Grandes traders debatem sobre como tornar arquitetura financeira cripto global, diz Bloomberg

Mais de 20 entre os maiores negociantes do mercado cripto encontraram-se em janeiro para debates sobre como tornar os ativos digitais e tokens parte da arquitetura financeira global, como noticiou a Bloomberg em reportagem de 25 de abril.

O encontro teria sido promovido pelo executivo da Standard Chartered Hoe Lon Leng — e representantes Galaxy Digital, Coinbase e Binance estavam entre aqueles que disseram que compareceram ao encontro em um resort de luxo em Cingapura.

Bloomberg disse que o encontro resultou em planos de criar uma espécie de central de compensação para derivativos cripto que reduziria custos e aumentaria o volume de negociação. Conhecido como a Liquidity Offset Network, ela estaria no ar e regulada pela Autoridade Monetária de Cingapura já até julho.

Simon Nursey, que participou do encontro, disse ao site:

“Nós vemos isso como uma forma de adaptar o mercado cripto para que possa absorver a entrada de empresas financeiras tradicionais. Estamos testemunhando o surgimento de uma nova classe de ativos.”

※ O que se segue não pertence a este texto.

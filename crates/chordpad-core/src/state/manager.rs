//! State manager for thread-safe state access.
//!
//! The [`StateManager`] provides synchronized access to the latest
//! [`EngineSnapshot`]. The runtime thread is the only writer; display code
//! reads.

use std::sync::{Arc, RwLock};

use super::model::EngineSnapshot;

/// Thread-safe handle to the published engine snapshot.
#[derive(Clone)]
pub struct StateManager {
    state: Arc<RwLock<EngineSnapshot>>,
}

impl Default for StateManager {
    fn default() -> Self {
        Self::new()
    }
}

impl StateManager {
    pub fn new() -> Self {
        Self::with_state(EngineSnapshot::default())
    }

    pub fn with_state(state: EngineSnapshot) -> Self {
        Self {
            state: Arc::new(RwLock::new(state)),
        }
    }

    /// Read the state with a closure.
    ///
    /// Multiple readers can hold the lock simultaneously.
    pub fn with_state_read<F, R>(&self, f: F) -> R
    where
        F: FnOnce(&EngineSnapshot) -> R,
    {
        let state = self.state.read().expect("State lock poisoned");
        f(&state)
    }

    /// Write to the state with a closure.
    pub fn with_state_write<F, R>(&self, f: F) -> R
    where
        F: FnOnce(&mut EngineSnapshot) -> R,
    {
        let mut state = self.state.write().expect("State lock poisoned");
        f(&mut state)
    }

    /// Replace the snapshot, keeping the version counter moving.
    pub fn publish(&self, mut snapshot: EngineSnapshot) {
        self.with_state_write(|s| {
            snapshot.version = s.version;
            snapshot.bump_version();
            *s = snapshot;
        });
    }

    /// Get a clone of the current state.
    pub fn snapshot(&self) -> EngineSnapshot {
        self.with_state_read(|s| s.clone())
    }

    pub fn is_transport_running(&self) -> bool {
        self.with_state_read(|s| s.transport_running)
    }

    pub fn playing_index(&self) -> Option<usize> {
        self.with_state_read(|s| s.playing_index)
    }

    pub fn version(&self) -> u64 {
        self.with_state_read(|s| s.version)
    }
}

impl std::fmt::Debug for StateManager {
    fn fmt(&self, f: &mut std::fmt::Formatter<'_>) -> std::fmt::Result {
        f.debug_struct("StateManager")
            .field("version", &self.version())
            .finish_non_exhaustive()
    }
}
//! Snapshot of engine state for display collaborators.

use crate::sequencer::{PlayMode, SequencerSlot};
use crate::theory::{ArpeggioOrder, ChordModifier, MusicalKey, PitchClass};

/// Display view of one sequencer slot.
#[derive(Clone, Debug, Default, PartialEq, Eq)]
pub struct SlotView {
    /// `""` for empty, `"REST"` for rests.
    pub label: String,
    /// Pitch names without octave.
    pub notes: Vec<String>,
    pub tied: bool,
}

impl From<&SequencerSlot> for SlotView {
    fn from(slot: &SequencerSlot) -> Self {
        Self {
            label: slot.label().to_string(),
            notes: slot.display_notes(),
            tied: slot.is_tied(),
        }
    }
}

/// Everything a display needs, published after each engine mutation.
#[derive(Clone, Debug, PartialEq)]
pub struct EngineSnapshot {
    pub key: MusicalKey,
    pub octave: i32,
    pub inversion: usize,
    pub modifier: ChordModifier,
    pub play_mode: PlayMode,
    pub arp_order: ArpeggioOrder,

    /// Label of the last chord sounded or captured.
    pub last_chord_label: Option<String>,
    /// Display notes of that chord.
    pub last_chord_notes: Vec<String>,

    pub slots: Vec<SlotView>,
    pub recording_index: Option<usize>,
    pub playing_index: Option<usize>,
    pub has_clipboard: bool,
    pub loop_mode: bool,
    pub sequencer_bpm: u32,
    pub transport_running: bool,

    pub metronome_running: bool,
    pub metronome_bpm: u32,
    pub metronome_beat: u32,
    pub beats_per_measure: u32,

    /// Incremented on every publish.
    pub version: u64,
}

impl Default for EngineSnapshot {
    fn default() -> Self {
        Self {
            key: PitchClass::C,
            octave: 4,
            inversion: 0,
            modifier: ChordModifier::default(),
            play_mode: PlayMode::default(),
            arp_order: ArpeggioOrder::default(),
            last_chord_label: None,
            last_chord_notes: Vec::new(),
            slots: Vec::new(),
            recording_index: None,
            playing_index: None,
            has_clipboard: false,
            loop_mode: false,
            sequencer_bpm: 120,
            transport_running: false,
            metronome_running: false,
            metronome_bpm: 120,
            metronome_beat: 0,
            beats_per_measure: 4,
            version: 0,
        }
    }
}

impl EngineSnapshot {
    pub fn row_count(&self) -> usize {
        self.slots.len() / crate::sequencer::ROW_LEN
    }

    pub fn slot_labels(&self) -> Vec<&str> {
        self.slots.iter().map(|s| s.label.as_str()).collect()
    }

    pub fn bump_version(&mut self) {
        self.version = self.version.wrapping_add(1);
    }
}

O encontro estaria focado mais em contratos de negociação de balcão (over-the-counter) do que em futuros de Bitcoin (BTC) , que são comunmente negociados em exchanges. Nursey disse que acredita que a existência de parâmetros de convenções comerciais poderia encorajar mais bancos de Wall Street e investidores institucionais a começar a explorar investimentos em criptos.

Mas Eoin O’Shea, ex-diretor de compliance do Credit Suisse, disse que os desafios permanecem - dizendo à Bloomberg que as criptos "hoje são praticamente um termo pejorativo" devido a casos bem documentados de fraude vistos na indústria. Ele completou: "Elas vão precisar sacudir essa mácula para chegar ao mainstream".

Hoje, a Genesis publicou seus números do primeiro trimestre de 2019, mostrando que processou US$ 425 milhões em empréstimos, com o Bitcoin responsável por 68%. A Ripple, empresa por trás do XRP, também hoje publicou balanço que mostrou que venderam o equivalente a US$ 169,42 milhões em XRP no primeiro trimestre, com alta de 31% com relação ao período anterior.